Les mots de William Shakespeare se jumèlent aux gros riffs de guitare et aux cris gutturaux dans Mac(Death), version amplifiée et résolument métal du classique Macbeth présentée dès ce soir à La Chapelle.

Des sorcières, des spectres, des meurtres sordides, du sang et beaucoup de noirceur: la pièce Macbeth passe le test du détecteur de métal, selon Jocelyn Pelletier, auteur et metteur en scène qui planche sur le projet depuis trois ans et demi.

«J’ai eu l’intuition de coller l’univers métal, particulièrement death metal, avec Macbeth, parce que les thèmes se rejoignaient. Ç’a été comme une révélation», raconte le créateur, avant d’énumérer les thèmes qui lient l’œuvre créée en 1606 au courant musical popularisé par les Slayer et Cannibal Corpse de ce monde. La paranoïa, la célébration des forces occultes, l’oppression par une force supérieure: les parallèles sont nombreux.

On pourrait ajouter à cela la recherche de la catharsis, c’est-à-dire la capacité d’une œuvre de permettre aux spectateurs de vivre et d’évacuer leurs émotions les plus profondes.

Un élément essentiel de tout bon show métal (qu’il se manifeste par une séance de head banging individuel ou par un gros mosh pit collectif), mais aussi de l’art théâtral, depuis l’époque de la tragédie grecque.

«Au temps des Grecs et des Romains, les gens du public venaient eux-mêmes jouer des bouts de la pièce, pleuraient leur désespoir et criaient leur envie de vivre. Le théâtre était quelque chose d’ouvert», rappelle Jocelyn Pelletier.

«Maintenant, on est beaucoup plus dans la contextualisation et le théâtre psychologique. C’est correct et il y a plein de monde qui le fait super bien. Mais moi, avec l’interdisciplinarité, je cherche à mélanger les frontières et surtout à amener d’autre monde au théâtre.»

Les métalleux sont les bienvenus chez Mac(Death), tout comme ceux qui connaissent moins ce style musical, à l’image du metteur en scène, qui n’avait rien d’un disciple de Pantera avant de se lancer dans l’aventure.

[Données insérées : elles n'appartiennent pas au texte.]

impl<C: Clock> CircuitBreaker<C> {
    /// Create a new circuit breaker with a custom clock (useful for testing)
    pub fn with_clock(config: CircuitBreakerConfig, clock: C) -> ConfigResult<Self> {
        config.validate()?;

        Ok(Self {
            config,
            state: Arc::new(RwLock::new(CircuitState::Closed)),
            failure_count: Arc::new(AtomicU32::new(0)),
            half_open_successes: Arc::new(AtomicU32::new(0)),
            total_calls: Arc::new(AtomicU64::new(0)),
            rejected_calls: Arc::new(AtomicU64::new(0)),
            last_failure_at: Arc::new(RwLock::new(None)),
            opened_at: Arc::new(RwLock::new(None)),
            clock: Arc::new(clock),
        })
    }

    /// Check whether the circuit breaker currently admits a call
    ///
    /// Returns the remaining cool-down as the error when the circuit is open
    /// and the cool-down has not elapsed. When the cool-down has elapsed the
    /// circuit transitions to half-open and the call is admitted as a probe.
    pub fn try_acquire(&self) -> Result<(), Duration> {
        match self.read_state() {
            CircuitState::Closed | CircuitState::HalfOpen => Ok(()),
            CircuitState::Open => {
                let opened_at = match self.opened_at.read() {
                    Ok(guard) => *guard,
                    Err(poisoned) => {
                        warn!("circuit breaker opened_at lock poisoned");
                        *poisoned.into_inner()
                    }
                };

                let Some(opened) = opened_at else {
                    // Open without a recorded instant; treat the full
                    // cool-down as remaining.
                    return Err(self.config.cool_down);
                };

                let elapsed = self.clock.now().duration_since(opened);
                if elapsed >= self.config.cool_down {
                    if let Ok(mut state) = self.state.write() {
                        // Another caller may have probed first.
                        if *state == CircuitState::Open {
                            *state = CircuitState::HalfOpen;
                            self.half_open_successes.store(0, Ordering::Release);
                            info!("circuit breaker half-open after cool-down");
                        }
                    }
                    return Ok(());
                }

                Err(self.config.cool_down - elapsed)
            }
        }
    }

    /// Execute an operation with circuit breaker protection
    ///
    /// Rejected calls fail fast with [`BreakerError::Open`] carrying the
    /// remaining cool-down; the operation is not invoked. Operation errors
    /// pass through unchanged inside [`BreakerError::Inner`].
    #[instrument(skip(self, operation), fields(state = %self.state()))]
    pub async fn execute<F, Fut, T, E>(&self, operation: F) -> Result<T, BreakerError<E>>
    where
        F: FnOnce() -> Fut,
        Fut: Future<Output = Result<T, E>>,
        E: std::error::Error + Send + Sync + 'static,
    {
        if let Err(retry_after) = self.try_acquire() {
            self.rejected_calls.fetch_add(1, Ordering::Relaxed);
            debug!(?retry_after, "circuit breaker rejecting call");
            return Err(BreakerError::Open { retry_after });
        }

        self.total_calls.fetch_add(1, Ordering::Relaxed);

        match operation().await {
            Ok(value) => {
                self.record_success();
                debug!("circuit breaker: operation succeeded");
                Ok(value)
            }
            Err(error) => {
                self.record_failure();
                warn!("circuit breaker: operation failed");
                Err(BreakerError::Inner(error))
            }
        }
    }

    /// Record a successful operation
    pub fn record_success(&self) {
        match self.read_state() {
            CircuitState::Closed => {
                self.failure_count.store(0, Ordering::Relaxed);
            }
            CircuitState::HalfOpen => {
                let successes = self.half_open_successes.fetch_add(1, Ordering::AcqRel) + 1;
                if successes >= self.config.success_threshold {
                    if let Ok(mut state) = self.state.write() {
                        *state = CircuitState::Closed;
                        self.failure_count.store(0, Ordering::Release);
                        self.half_open_successes.store(0, Ordering::Release);
                    }
                    info!(successes, "circuit breaker closed after successful probes");
                }
            }
            CircuitState::Open => {
                warn!("success recorded while circuit is open");
            }
        }
    }

    /// Record a failed operation
    pub fn record_failure(&self) {
        let now = self.clock.now();

        if let Ok(mut last_failure) = self.last_failure_at.write() {
            *last_failure = Some(now);
        }

        match self.read_state() {
            CircuitState::Closed => {
                let failures = self.failure_count.fetch_add(1, Ordering::AcqRel) + 1;
                if failures >= self.config.failure_threshold {
                    self.trip(now);
                    warn!(failures, "circuit breaker opened");
                }
            }
            CircuitState::HalfOpen => {
                // Any failure during probing immediately reopens the circuit
                // and discards accumulated probe successes.
                self.half_open_successes.store(0, Ordering::Release);
                self.trip(now);
                warn!("circuit breaker reopened after half-open failure");
            }
            CircuitState::Open => {}
        }
    }

    /// Get the current state of the circuit breaker
    pub fn state(&self) -> CircuitState {
        self.read_state()
    }

    /// Get a metrics snapshot
    pub fn metrics(&self) -> BreakerMetrics {
        BreakerMetrics {
            state: self.read_state(),
            failure_count: self.failure_count.load(Ordering::Acquire),
            half_open_successes: self.half_open_successes.load(Ordering::Acquire),
            total_calls: self.total_calls.load(Ordering::Acquire),
            rejected_calls: self.rejected_calls.load(Ordering::Acquire),
            last_failure_at: self.last_failure_at.read().ok().and_then(|guard| *guard),
        }
    }

    /// Reset the circuit breaker to closed state, clearing all counters
    pub fn reset(&self) {
        self.failure_count.store(0, Ordering::Relaxed);
        self.half_open_successes.store(0, Ordering::Relaxed);

        if let Ok(mut last_failure) = self.last_failure_at.write() {
            *last_failure = None;
        }
        if let Ok(mut opened) = self.opened_at.write() {
            *opened = None;
        }
        if let Ok(mut state) = self.state.write() {
            *state = CircuitState::Closed;
        }
        info!("circuit breaker manually reset to closed state");
    }

    fn trip(&self, now: Instant) {
        if let Ok(mut state) = self.state.write() {
            *state = CircuitState::Open;
        }
        if let Ok(mut opened) = self.opened_at.write() {
            *opened = Some(now);
        }
    }

    fn read_state(&self) -> CircuitState {
        match self.state.read() {
            Ok(guard) => *guard,
            Err(poisoned) => {
                warn!("circuit breaker state lock poisoned");
                *poisoned.into_inner()
            }
        }
    }
}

«Je ne connaissais pas particulièrement la culture métal, mais comme ce sont des trucs assez extrêmes sur le plan musical, ça me parle. J’écoute de la techno très abstraite ou du rock extrêmement déconstruit. Les trucs un peu moins accessibles et l’énergie qu’il y a là-dedans m’intéressent.»

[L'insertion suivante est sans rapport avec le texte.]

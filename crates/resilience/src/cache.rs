//! TTL response cache with a stale-while-revalidate window.
//!
//! Entries are fresh while their age is within the TTL, then servable but
//! flagged stale for a further grace window, then gone. All expiry is
//! computed at read time against the injected clock; nothing runs in the
//! background. `prune` exists for callers that want to reclaim memory for
//! entries past their stale window.

use std::collections::HashMap;
use std::sync::atomic::{AtomicU64, Ordering};
use std::sync::Arc;
use std::time::{Duration, Instant};

use parking_lot::Mutex;
use regex::Regex;
use tracing::{debug, warn};

use crate::clock::{Clock, SystemClock};
use crate::{ConfigError, ConfigResult};

/// Configuration for cache freshness behavior
#[derive(Debug, Clone)]
pub struct CacheConfig {
    /// TTL applied by [`RequestCache::set`]
    pub default_ttl: Duration,
    /// Grace period after the TTL during which entries are served stale
    pub stale_window: Duration,
}

impl Default for CacheConfig {
    fn default() -> Self {
        Self { default_ttl: Duration::from_secs(60), stale_window: Duration::from_secs(30) }
    }
}

impl CacheConfig {
    /// Validate the configuration
    pub fn validate(&self) -> ConfigResult<()> {
        if self.default_ttl.is_zero() {
            return Err(ConfigError::Invalid {
                message: "default_ttl must be greater than zero".to_string(),
            });
        }
        Ok(())
    }
}

/// Point-in-time cache statistics
#[derive(Debug, Clone, Default, PartialEq, Eq)]
pub struct CacheStats {
    pub hits: u64,
    pub misses: u64,
    pub inserts: u64,
    pub expirations: u64,
    pub size: usize,
}

impl CacheStats {
    /// Hit rate in `[0.0, 1.0]`; zero when nothing was looked up yet
    pub fn hit_rate(&self) -> f64 {
        let total = self.hits + self.misses;
        if total == 0 {
            return 0.0;
        }
        self.hits as f64 / total as f64
    }
}

#[derive(Debug, Default)]
struct MetricsCollector {
    hits: AtomicU64,
    misses: AtomicU64,
    inserts: AtomicU64,
    expirations: AtomicU64,
}

impl MetricsCollector {
    fn record_hit(&self) {
        self.hits.fetch_add(1, Ordering::Relaxed);
    }

    fn record_miss(&self) {
        self.misses.fetch_add(1, Ordering::Relaxed);
    }

    fn record_insert(&self) {
        self.inserts.fetch_add(1, Ordering::Relaxed);
    }

    fn record_expirations(&self, count: u64) {
        self.expirations.fetch_add(count, Ordering::Relaxed);
    }

    fn snapshot(&self, size: usize) -> CacheStats {
        CacheStats {
            hits: self.hits.load(Ordering::Relaxed),
            misses: self.misses.load(Ordering::Relaxed),
            inserts: self.inserts.load(Ordering::Relaxed),
            expirations: self.expirations.load(Ordering::Relaxed),
            size,
        }
    }
}

#[derive(Debug, Clone)]
struct CacheEntry<V> {
    value: V,
    inserted_at: Instant,
    ttl: Duration,
}

impl<V> CacheEntry<V> {
    fn age(&self, now: Instant) -> Duration {
        now.saturating_duration_since(self.inserted_at)
    }

    fn is_fresh(&self, now: Instant) -> bool {
        self.age(now) <= self.ttl
    }

    fn is_servable(&self, now: Instant, stale_window: Duration) -> bool {
        self.age(now) <= self.ttl + stale_window
    }
}

/// String-keyed TTL cache with stale-while-revalidate semantics
///
/// Values are returned by clone; callers typically store `Arc`ed or cheaply
/// cloneable response payloads. Clones of the cache share storage and
/// statistics.
pub struct RequestCache<V, C: Clock = SystemClock> {
    config: CacheConfig,
    entries: Arc<Mutex<HashMap<String, CacheEntry<V>>>>,
    metrics: Arc<MetricsCollector>,
    clock: Arc<C>,
}

impl<V, C: Clock> Clone for RequestCache<V, C> {
    fn clone(&self) -> Self {
        Self {
            config: self.config.clone(),
            entries: Arc::clone(&self.entries),
            metrics: Arc::clone(&self.metrics),
            clock: Arc::clone(&self.clock),
        }
    }
}

impl<V: Clone> RequestCache<V, SystemClock> {
    /// Create a new cache using system time
    pub fn new(config: CacheConfig) -> ConfigResult<Self> {
        Self::with_clock(config, SystemClock)
    }
}

impl<V: Clone> Default for RequestCache<V, SystemClock> {
    fn default() -> Self {
        Self::new(CacheConfig::default()).expect("default config is valid")
    }
}

impl<V: Clone, C: Clock> RequestCache<V, C> {
    /// Create a new cache with a custom clock (useful for testing)
    pub fn with_clock(config: CacheConfig, clock: C) -> ConfigResult<Self> {
        config.validate()?;

        Ok(Self {
            config,
            entries: Arc::new(Mutex::new(HashMap::new())),
            metrics: Arc::new(MetricsCollector::default()),
            clock: Arc::new(clock),
        })
    }

    /// Insert a value under the default TTL
    pub fn set(&self, key: impl Into<String>, value: V) {
        self.set_with_ttl(key, value, self.config.default_ttl);
    }

    /// Insert a value with an entry-specific TTL
    pub fn set_with_ttl(&self, key: impl Into<String>, value: V, ttl: Duration) {
        let entry = CacheEntry { value, inserted_at: self.clock.now(), ttl };
        self.entries.lock().insert(key.into(), entry);
        self.metrics.record_insert();
    }

    /// Look up a servable value
    ///
    /// Returns fresh and stale-but-servable values alike; use
    /// [`is_stale`](Self::is_stale) to tell them apart. An entry past its
    /// stale window is removed and counts as a miss.
    pub fn get(&self, key: &str) -> Option<V> {
        let now = self.clock.now();
        let mut entries = self.entries.lock();

        match entries.get(key) {
            Some(entry) if entry.is_servable(now, self.config.stale_window) => {
                self.metrics.record_hit();
                Some(entry.value.clone())
            }
            Some(_) => {
                entries.remove(key);
                self.metrics.record_expirations(1);
                self.metrics.record_miss();
                debug!(key, "cache entry expired past stale window");
                None
            }
            None => {
                self.metrics.record_miss();
                None
            }
        }
    }

    /// Whether the entry is past its TTL but still servable
    ///
    /// `false` for fresh entries and for keys that are absent or expired.
    pub fn is_stale(&self, key: &str) -> bool {
        let now = self.clock.now();
        let entries = self.entries.lock();

        entries.get(key).is_some_and(|entry| {
            !entry.is_fresh(now) && entry.is_servable(now, self.config.stale_window)
        })
    }

    /// Look up a servable value, generating and inserting one on miss
    pub fn get_or_set_with<F>(&self, key: &str, generate: F) -> V
    where
        F: FnOnce() -> V,
    {
        if let Some(value) = self.get(key) {
            return value;
        }
        let value = generate();
        self.set(key, value.clone());
        value
    }

    /// Remove a single entry; returns whether it existed
    pub fn invalidate(&self, key: &str) -> bool {
        self.entries.lock().remove(key).is_some()
    }

    /// Remove every entry whose key matches the glob `pattern`
    ///
    /// `*` matches any run of characters; everything else is literal.
    /// Returns the number of entries removed.
    pub fn invalidate_pattern(&self, pattern: &str) -> usize {
        let anchored = format!("^{}$", regex::escape(pattern).replace(r"\*", ".*"));
        let matcher = match Regex::new(&anchored) {
            Ok(matcher) => matcher,
            Err(error) => {
                warn!(pattern, %error, "invalid cache invalidation pattern");
                return 0;
            }
        };

        let mut entries = self.entries.lock();
        let before = entries.len();
        entries.retain(|key, _| !matcher.is_match(key));
        let removed = before - entries.len();
        debug!(pattern, removed, "cache pattern invalidation");
        removed
    }

    /// Remove every entry past its stale window; returns the removal count
    pub fn prune(&self) -> usize {
        let now = self.clock.now();
        let stale_window = self.config.stale_window;

        let mut entries = self.entries.lock();
        let before = entries.len();
        entries.retain(|_, entry| entry.is_servable(now, stale_window));
        let removed = before - entries.len();
        self.metrics.record_expirations(removed as u64);
        removed
    }

    /// Remove every entry
    pub fn clear(&self) {
        self.entries.lock().clear();
    }

    /// Number of stored entries, including not-yet-pruned expired ones
    pub fn len(&self) -> usize {
        self.entries.lock().len()
    }

    pub fn is_empty(&self) -> bool {
        self.entries.lock().is_empty()
    }

    /// Point-in-time statistics snapshot
    pub fn stats(&self) -> CacheStats {
        self.metrics.snapshot(self.len())
    }
}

«J’aime voir les comédiens nerveux à l’idée de jouer leur rôle et leur instrument en même temps. Ça nous amène à un endroit performatif intéressant.» Jocelyn Pelletier, idéateur, metteur en scène et scénographe de Mac(Death)

Comédiens ET musiciens

Le spectacle suit un band hommage à Macbeth nommé Mac(Death) dans un de ses concerts, puis dans ses déchirements internes qui font écho à l’intrigue de l’œuvre originale de Shakespeare. Les acteurs Guillaume Perrault, Fanny Migneault-Lecavalier et Maxim Paré-Fortin forment un trio évoquant Macbeth, Lady Macbeth et Banquo. Les musiciens Samuel Bobony et Érick D’Orion les appuient dans le rôle des sorcières.

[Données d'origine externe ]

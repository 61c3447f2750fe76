//! Single-flight deduplication of identical in-flight operations.
//!
//! Concurrent callers presenting the same key share one execution: the
//! first caller's operation runs, later callers await the same shared
//! future and observe the identical settled value or error. The registry
//! entry is removed the moment the operation settles, so later calls
//! start a fresh execution. Nothing is cached beyond settlement.

use std::collections::HashMap;
use std::future::Future;
use std::sync::atomic::{AtomicU64, Ordering};
use std::sync::Arc;

use futures::future::{BoxFuture, FutureExt, Shared};
use parking_lot::Mutex;
use tracing::debug;

type SharedOutcome<T, E> = Shared<BoxFuture<'static, Result<T, E>>>;

struct InFlight<T, E> {
    /// Registration identity; settlement only deregisters its own entry,
    /// never a newer registration that reused the key after `clear`.
    id: u64,
    shared: SharedOutcome<T, E>,
}

/// Point-in-time deduplication statistics
#[derive(Debug, Clone, Default, PartialEq, Eq)]
pub struct DedupeStats {
    /// Calls handled in total
    pub total: u64,
    /// Calls that joined an existing in-flight execution
    pub deduplicated: u64,
}

impl DedupeStats {
    /// Fraction of calls that were joined onto an existing execution
    pub fn rate(&self) -> f64 {
        if self.total == 0 {
            return 0.0;
        }
        self.deduplicated as f64 / self.total as f64
    }
}

/// Keyed single-flight executor
///
/// Values and errors must be `Clone` because every joined caller receives
/// its own copy of the settled outcome. Clones of the deduplicator share
/// the in-flight registry.
pub struct Deduplicator<T, E> {
    in_flight: Arc<Mutex<HashMap<String, InFlight<T, E>>>>,
    next_id: Arc<AtomicU64>,
    total: Arc<AtomicU64>,
    deduplicated: Arc<AtomicU64>,
}

impl<T, E> Clone for Deduplicator<T, E> {
    fn clone(&self) -> Self {
        Self {
            in_flight: Arc::clone(&self.in_flight),
            next_id: Arc::clone(&self.next_id),
            total: Arc::clone(&self.total),
            deduplicated: Arc::clone(&self.deduplicated),
        }
    }
}

impl<T, E> Default for Deduplicator<T, E> {
    fn default() -> Self {
        Self::new()
    }
}

impl<T, E> Deduplicator<T, E> {
    pub fn new() -> Self {
        Self {
            in_flight: Arc::new(Mutex::new(HashMap::new())),
            next_id: Arc::new(AtomicU64::new(0)),
            total: Arc::new(AtomicU64::new(0)),
            deduplicated: Arc::new(AtomicU64::new(0)),
        }
    }
}

impl<T, E> Deduplicator<T, E>
where
    T: Clone + Send + Sync + 'static,
    E: Clone + Send + Sync + 'static,
{
    /// Execute `operation` under `key`, joining an in-flight execution for
    /// the same key when one exists
    ///
    /// The closure is only invoked when this call starts a fresh execution;
    /// joined callers never run theirs. Both the value and the error of the
    /// shared execution are delivered to every waiter.
    pub async fn execute<F, Fut>(&self, key: &str, operation: F) -> Result<T, E>
    where
        F: FnOnce() -> Fut,
        Fut: Future<Output = Result<T, E>> + Send + 'static,
    {
        self.total.fetch_add(1, Ordering::Relaxed);

        let shared = {
            let mut in_flight = self.in_flight.lock();
            if let Some(existing) = in_flight.get(key) {
                self.deduplicated.fetch_add(1, Ordering::Relaxed);
                debug!(key, "joining in-flight execution");
                existing.shared.clone()
            } else {
                let registry = Arc::clone(&self.in_flight);
                let owned_key = key.to_string();
                let id = self.next_id.fetch_add(1, Ordering::Relaxed);
                let fut = operation();
                let shared = async move {
                    let outcome = fut.await;
                    // Deregister before any waiter observes the outcome, so
                    // follow-up calls start fresh. Only this execution's own
                    // registration is removed.
                    let mut registry = registry.lock();
                    if registry.get(&owned_key).is_some_and(|entry| entry.id == id) {
                        registry.remove(&owned_key);
                    }
                    outcome
                }
                .boxed()
                .shared();
                in_flight.insert(key.to_string(), InFlight { id, shared: shared.clone() });
                shared
            }
        };

        shared.await
    }

    /// Number of currently in-flight keyed executions
    pub fn in_flight_count(&self) -> usize {
        self.in_flight.lock().len()
    }

    /// Drop every in-flight registration
    ///
    /// Running executions continue for the callers already attached; new
    /// calls for the same keys start fresh executions.
    pub fn clear(&self) {
        self.in_flight.lock().clear();
    }

    /// Point-in-time statistics snapshot
    pub fn stats(&self) -> DedupeStats {
        DedupeStats {
            total: self.total.load(Ordering::Relaxed),
            deduplicated: self.deduplicated.load(Ordering::Relaxed),
        }
    }
}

Les spectateurs auront donc un véritable groupe sous les yeux, instruments, maquillage et projections vidéo en prime.

«Ce sont des musiciens, mais d’abord des comédiens, explique Jocelyn Pelletier à propos du groupe. Ce n’est pas parfait, mais c’est ça, la force. Il y a quelque chose de très brut, d’authentique et de fébrile dans l’écriture de Shakespeare. Quelque chose qui, souvent, est difficile à activer lorsqu’on dirige des comédiens autour de la parole. Quand les comédiens pensent plus à jouer [de leurs instruments] qu’à mettre de l’affect dans les mots, finalement,
cet élément nous parvient.»

Sur le plan musical, Mac(Death) est campé dans le doom metal, mais va aussi puiser dans le speed et le dead metal, le psychobilly, voire le folk metal.

«Les diverses couleurs de la palette musicale deviennent le reflet émotif des personnages, selon les moments.»

Et les paroles de leurs chansons sont un mélange du texte original, morcelé et réécrit, et de «vieilles légendes de sorcières prises sur l’internet.» Une version concentrée «à la moelle» de Macbeth, en quelque sorte.

Classique

Ce n’est pas la première fois que Jocelyn Pelletier se frotte à un classique du théâtre occidental. Dans le passé, il a travaillé à des adaptations de Hamlet (Hamlet-Machine, d’après un texte de Heiner Müller) et de Phèdre (De l’instant et de l’éternité).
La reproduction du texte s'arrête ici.